Needless to say, TikTok challenged the law in an attempt not to lose its 180mn users in its wealthiest consumer base. The company argued that the above Act violates the First Amendment, which the D.C. Court of Appeals said is “bullsh*t” (paraphrasing) on December 6th.
That sent the case to the Supreme Court, which fast-tracked it for a hearing to start on January 10th—this past Friday. Oral arguments were heard, and, as of now, the 9 Justices appear divided on the constitutionality of the above Act.
And that’s where we stand right now. The Act comes into effect on January 19th—this Sunday—so by then, one of four things necessarily needs to happen:
Bytedance rushes a sale of U.S. TikTok to a majority American-or-Ally-owned buyer.
Bytedance shuts down TikTok in the U.S.
The Supreme Court strikes down the Foreign Adversary Controlled Applications Act as unconstitutional under the First Amendment.
An extension is granted beyond January 19th, and something new happens.
Usually, I’m at that perfect point of the Duning-Kreuger Effect, where I feel confident enough to give a take on the expected outcome while having less than zero knowledge of what actually might happen.
But, honestly, this time, I have no idea.

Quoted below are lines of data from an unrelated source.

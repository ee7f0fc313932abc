//! Consent capture.
//!
//! Consent is obtained either by sending an e-consent form (email or SMS) and waiting for the
//! patient to complete it, or by recording a signature captured in person. Both paths validate
//! their input before touching the delivery service; a rejected request never reaches it.

use crate::error::ValidationError;
use crate::notify::Notifier;
use crate::patient::Patient;
use crate::services::ConsentDelivery;
use crate::task::OperationToken;
use crate::WorkflowResult;
use base64::engine::general_purpose::STANDARD;
use base64::Engine as _;
use chrono::{DateTime, Utc};
use serde::{Deserialize, Serialize};
use std::fmt;
use std::sync::Arc;
use trialos_ids::PatientId;

#[derive(Clone, Copy, Debug, PartialEq, Eq, Hash, Serialize, Deserialize)]
#[serde(rename_all = "lowercase")]
pub enum ConsentMethod {
    Email,
    Sms,
    Manual,
}

impl ConsentMethod {
    /// What the method needs in order to go ahead, phrased for error messages.
    pub fn destination_field(&self) -> &'static str {
        match self {
            ConsentMethod::Email => "an email address",
            ConsentMethod::Sms => "a phone number",
            ConsentMethod::Manual => "a signature",
        }
    }

    pub fn as_str(&self) -> &'static str {
        match self {
            ConsentMethod::Email => "email",
            ConsentMethod::Sms => "sms",
            ConsentMethod::Manual => "manual",
        }
    }
}

impl fmt::Display for ConsentMethod {
    fn fmt(&self, f: &mut fmt::Formatter<'_>) -> fmt::Result {
        f.write_str(self.as_str())
    }
}

/// A captured signature image. The bytes are opaque to this crate.
#[derive(Clone, PartialEq, Eq)]
pub struct SignatureArtifact {
    media_type: String,
    bytes: Vec<u8>,
}

impl fmt::Debug for SignatureArtifact {
    fn fmt(&self, f: &mut fmt::Formatter<'_>) -> fmt::Result {
        f.debug_struct("SignatureArtifact")
            .field("media_type", &self.media_type)
            .field("len", &self.bytes.len())
            .finish()
    }
}

impl SignatureArtifact {
    /// # Errors
    ///
    /// Returns [`ValidationError::MissingSignature`] if `bytes` is empty.
    pub fn from_bytes(
        media_type: impl Into<String>,
        bytes: Vec<u8>,
    ) -> Result<Self, ValidationError> {
        if bytes.is_empty() {
            return Err(ValidationError::MissingSignature);
        }
        Ok(Self {
            media_type: media_type.into(),
            bytes,
        })
    }

    /// Decodes a `data:<media type>;base64,<payload>` URL, the format a signature canvas exports.
    ///
    /// # Errors
    ///
    /// Returns [`ValidationError::MissingSignature`] for a blank URL or an empty payload, and
    /// [`ValidationError::InvalidSignature`] for anything that is not a base64 data URL.
    pub fn from_data_url(url: &str) -> Result<Self, ValidationError> {
        let url = url.trim();
        if url.is_empty() {
            return Err(ValidationError::MissingSignature);
        }

        let rest = url
            .strip_prefix("data:")
            .ok_or_else(|| ValidationError::InvalidSignature("not a data URL".into()))?;
        let (header, payload) = rest
            .split_once(',')
            .ok_or_else(|| ValidationError::InvalidSignature("missing payload".into()))?;
        let media_type = header.strip_suffix(";base64").ok_or_else(|| {
            ValidationError::InvalidSignature("only base64 data URLs are supported".into())
        })?;
        if !media_type.starts_with("image/") {
            return Err(ValidationError::InvalidSignature(format!(
                "expected an image, got '{media_type}'"
            )));
        }

        let bytes = STANDARD
            .decode(payload)
            .map_err(|e| ValidationError::InvalidSignature(e.to_string()))?;
        Self::from_bytes(media_type, bytes)
    }

    pub fn media_type(&self) -> &str {
        &self.media_type
    }

    pub fn as_bytes(&self) -> &[u8] {
        &self.bytes
    }

    pub fn len(&self) -> usize {
        self.bytes.len()
    }

    pub fn is_empty(&self) -> bool {
        self.bytes.is_empty()
    }
}

/// Proof that consent completed for a patient.
#[derive(Clone, Debug, PartialEq, Eq, Serialize, Deserialize)]
pub struct ConsentRecord {
    pub patient: PatientId,
    pub method: ConsentMethod,
    #[serde(default, skip_serializing_if = "Option::is_none")]
    pub destination: Option<String>,
    pub signature_captured: bool,
    pub completed_at: DateTime<Utc>,
}

/// Checks that `destination` is usable for an e-consent `method` and returns it trimmed.
///
/// Manual consent has no destination and is always rejected here; it goes through
/// [`validate_signature`] instead.
pub fn validate_destination(
    method: ConsentMethod,
    destination: Option<&str>,
) -> Result<String, ValidationError> {
    let destination = destination.map(str::trim).unwrap_or_default();
    if method == ConsentMethod::Manual || destination.is_empty() {
        return Err(ValidationError::MissingDestination { method });
    }
    Ok(destination.to_string())
}

pub fn validate_signature(
    signature: Option<SignatureArtifact>,
) -> Result<SignatureArtifact, ValidationError> {
    match signature {
        Some(signature) if !signature.is_empty() => Ok(signature),
        _ => Err(ValidationError::MissingSignature),
    }
}

/// Drives the consent step against a [`ConsentDelivery`] service.
#[derive(Clone)]
pub struct ConsentCollaborator {
    delivery: Arc<dyn ConsentDelivery>,
    notifier: Arc<dyn Notifier>,
}

impl ConsentCollaborator {
    pub fn new(delivery: Arc<dyn ConsentDelivery>, notifier: Arc<dyn Notifier>) -> Self {
        Self { delivery, notifier }
    }

    /// Sends an e-consent form and waits for the patient to complete it.
    ///
    /// # Errors
    ///
    /// Returns a validation error, without calling the delivery service, if the destination for
    /// `method` is missing. Returns [`crate::WorkflowError::Cancelled`] if `token` is cancelled
    /// while waiting.
    pub async fn request_consent(
        &self,
        patient: &Patient,
        method: ConsentMethod,
        destination: Option<&str>,
        token: &OperationToken,
    ) -> WorkflowResult<ConsentRecord> {
        let destination = validate_destination(method, destination).inspect_err(|err| {
            let (title, message) = err.notice();
            self.notifier.error(title, &message);
        })?;

        self.delivery
            .send_consent(patient, method, &destination, token)
            .await?;
        self.notifier.success(
            "E-Consent Sent",
            &format!(
                "E-consent form has been sent to {} via {method} ({destination}).",
                patient.name
            ),
        );

        self.delivery.await_response(patient, token).await?;
        self.notifier.success(
            "E-Consent Completed",
            &format!("{} has completed the e-consent form.", patient.name),
        );

        Ok(ConsentRecord {
            patient: patient.id,
            method,
            destination: Some(destination),
            signature_captured: false,
            completed_at: Utc::now(),
        })
    }

    /// Stores a signature captured in person.
    ///
    /// # Errors
    ///
    /// Returns a validation error, without calling the delivery service, if `signature` is
    /// absent or empty.
    pub async fn record_manual_consent(
        &self,
        patient: &Patient,
        signature: Option<SignatureArtifact>,
        token: &OperationToken,
    ) -> WorkflowResult<ConsentRecord> {
        let signature = validate_signature(signature).inspect_err(|err| {
            let (title, message) = err.notice();
            self.notifier.error(title, &message);
        })?;

        self.delivery
            .save_signature(patient, &signature, token)
            .await?;
        self.notifier.success(
            "Consent Recorded",
            &format!(
                "Manual consent for {} has been successfully recorded.",
                patient.name
            ),
        );

        Ok(ConsentRecord {
            patient: patient.id,
            method: ConsentMethod::Manual,
            destination: None,
            signature_captured: true,
            completed_at: Utc::now(),
        })
    }
}

#[cfg(test)]
mod tests {
    use super::*;
    use crate::notify::RecordingNotifier;
    use crate::patient::ConsentStatus;
    use crate::WorkflowError;
    use async_trait::async_trait;
    use std::sync::atomic::{AtomicUsize, Ordering};

    #[derive(Default)]
    struct CountingDelivery {
        sends: AtomicUsize,
        responses: AtomicUsize,
        saves: AtomicUsize,
    }

    #[async_trait]
    impl ConsentDelivery for CountingDelivery {
        async fn send_consent(
            &self,
            _patient: &Patient,
            _method: ConsentMethod,
            _destination: &str,
            token: &OperationToken,
        ) -> WorkflowResult<()> {
            self.sends.fetch_add(1, Ordering::SeqCst);
            token.check()
        }

        async fn await_response(
            &self,
            _patient: &Patient,
            token: &OperationToken,
        ) -> WorkflowResult<()> {
            self.responses.fetch_add(1, Ordering::SeqCst);
            token.check()
        }

        async fn save_signature(
            &self,
            _patient: &Patient,
            _signature: &SignatureArtifact,
            token: &OperationToken,
        ) -> WorkflowResult<()> {
            self.saves.fetch_add(1, Ordering::SeqCst);
            token.check()
        }
    }

    fn patient() -> Patient {
        Patient::seeded(
            11438,
            "Michael Chen",
            42,
            "Colorectal Cancer",
            ConsentStatus::Pending,
            Utc::now(),
        )
    }

    fn collaborator() -> (ConsentCollaborator, Arc<CountingDelivery>, Arc<RecordingNotifier>) {
        let delivery = Arc::new(CountingDelivery::default());
        let notifier = Arc::new(RecordingNotifier::new());
        (
            ConsentCollaborator::new(delivery.clone(), notifier.clone()),
            delivery,
            notifier,
        )
    }

    #[tokio::test]
    async fn test_email_with_empty_destination_never_reaches_delivery() {
        let (consent, delivery, notifier) = collaborator();

        let err = consent
            .request_consent(&patient(), ConsentMethod::Email, Some(""), &OperationToken::new())
            .await
            .unwrap_err();

        assert!(matches!(
            err,
            WorkflowError::Validation(ValidationError::MissingDestination {
                method: ConsentMethod::Email
            })
        ));
        assert_eq!(delivery.sends.load(Ordering::SeqCst), 0);
        assert_eq!(notifier.titles(), vec!["Email Required"]);
    }

    #[tokio::test]
    async fn test_sms_consent_sends_then_waits() {
        let (consent, delivery, notifier) = collaborator();

        let record = consent
            .request_consent(
                &patient(),
                ConsentMethod::Sms,
                Some(" 5551234567 "),
                &OperationToken::new(),
            )
            .await
            .unwrap();

        assert_eq!(record.destination.as_deref(), Some("5551234567"));
        assert!(!record.signature_captured);
        assert_eq!(delivery.sends.load(Ordering::SeqCst), 1);
        assert_eq!(delivery.responses.load(Ordering::SeqCst), 1);
        assert_eq!(
            notifier.titles(),
            vec!["E-Consent Sent", "E-Consent Completed"]
        );
    }

    #[tokio::test]
    async fn test_manual_consent_without_signature_is_rejected() {
        let (consent, delivery, notifier) = collaborator();

        let err = consent
            .record_manual_consent(&patient(), None, &OperationToken::new())
            .await
            .unwrap_err();

        assert!(matches!(
            err,
            WorkflowError::Validation(ValidationError::MissingSignature)
        ));
        assert_eq!(delivery.saves.load(Ordering::SeqCst), 0);
        assert_eq!(notifier.titles(), vec!["Signature Required"]);
    }

    #[tokio::test]
    async fn test_manual_consent_records_signature() {
        let (consent, delivery, notifier) = collaborator();
        let signature = SignatureArtifact::from_bytes("image/png", vec![1, 2, 3]).unwrap();

        let record = consent
            .record_manual_consent(&patient(), Some(signature), &OperationToken::new())
            .await
            .unwrap();

        assert_eq!(record.method, ConsentMethod::Manual);
        assert!(record.signature_captured);
        assert_eq!(delivery.saves.load(Ordering::SeqCst), 1);
        assert_eq!(notifier.titles(), vec!["Consent Recorded"]);
    }

    #[test]
    fn test_signature_from_data_url() {
        let url = format!("data:image/png;base64,{}", STANDARD.encode([137u8, 80, 78, 71]));
        let signature = SignatureArtifact::from_data_url(&url).unwrap();
        assert_eq!(signature.media_type(), "image/png");
        assert_eq!(signature.as_bytes(), &[137, 80, 78, 71]);
    }

    #[test]
    fn test_signature_data_url_errors() {
        assert_eq!(
            SignatureArtifact::from_data_url("  "),
            Err(ValidationError::MissingSignature)
        );
        assert_eq!(
            SignatureArtifact::from_data_url("data:image/png;base64,"),
            Err(ValidationError::MissingSignature)
        );
        assert!(matches!(
            SignatureArtifact::from_data_url("https://example.com/sig.png"),
            Err(ValidationError::InvalidSignature(_))
        ));
        assert!(matches!(
            SignatureArtifact::from_data_url("data:text/plain;base64,aGk="),
            Err(ValidationError::InvalidSignature(_))
        ));
        assert!(matches!(
            SignatureArtifact::from_data_url("data:image/png;base64,!!!"),
            Err(ValidationError::InvalidSignature(_))
        ));
    }

    #[test]
    fn test_manual_method_has_no_destination() {
        assert!(validate_destination(ConsentMethod::Manual, Some("x")).is_err());
        assert_eq!(
            validate_destination(ConsentMethod::Email, Some(" a@b.org ")).unwrap(),
            "a@b.org"
        );
    }
}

With the Trump Administration entering office on January 19th, which has expressed disdain for the law and a desire to work out some kind of Art of a Deal, some kind of extension could be granted at the President’s discretion, especially if a sale is announced before, even if the sale is a mirage to buy more time.
Regardless, everyone settle down. The app isn’t getting deleted from your phone.
Apple, Google, and other app store providers will be required to remove the app from their stores. In addition to not being able to download it, the app won’t get updates or bug fixes and will lose functionality over time.
If internet service providers—like AT&T and Verizon—are required to block access to TikTok, then we’re gonna have problems. But that aspect of the law isn’t totally clear just yet.
The Takeaway?
Who knows what’s gonna happen? But that’s a helluva lot of users, user data, e-commerce touchpoints, and more that Bytedance and TikTok will completely forgo if nothing changes.
Because of TikTok’s economic value alone, it’s hard to imagine Bytedance is willing to completely throw that away to spite U.S. lawmakers.
I really mean it this time—stay tuned.
The Big Question: Will TikTok shut down in the U.S.? If it doesn’t, which social media app’s stock should I buy? What else might happen?
Banana Brain Teaser
Previous
Three-fourths of the area of a rectangular lawn 30ft wide by 40ft long is to be enclosed by a rectangular fence. If the enclosure has full width and reduced length rather than full length and reduced width, how much less fence will be needed?
Answer: 5
Today
If a(a+2) = 24 and b(b+2) = 24, where a ≠b, then a+b =?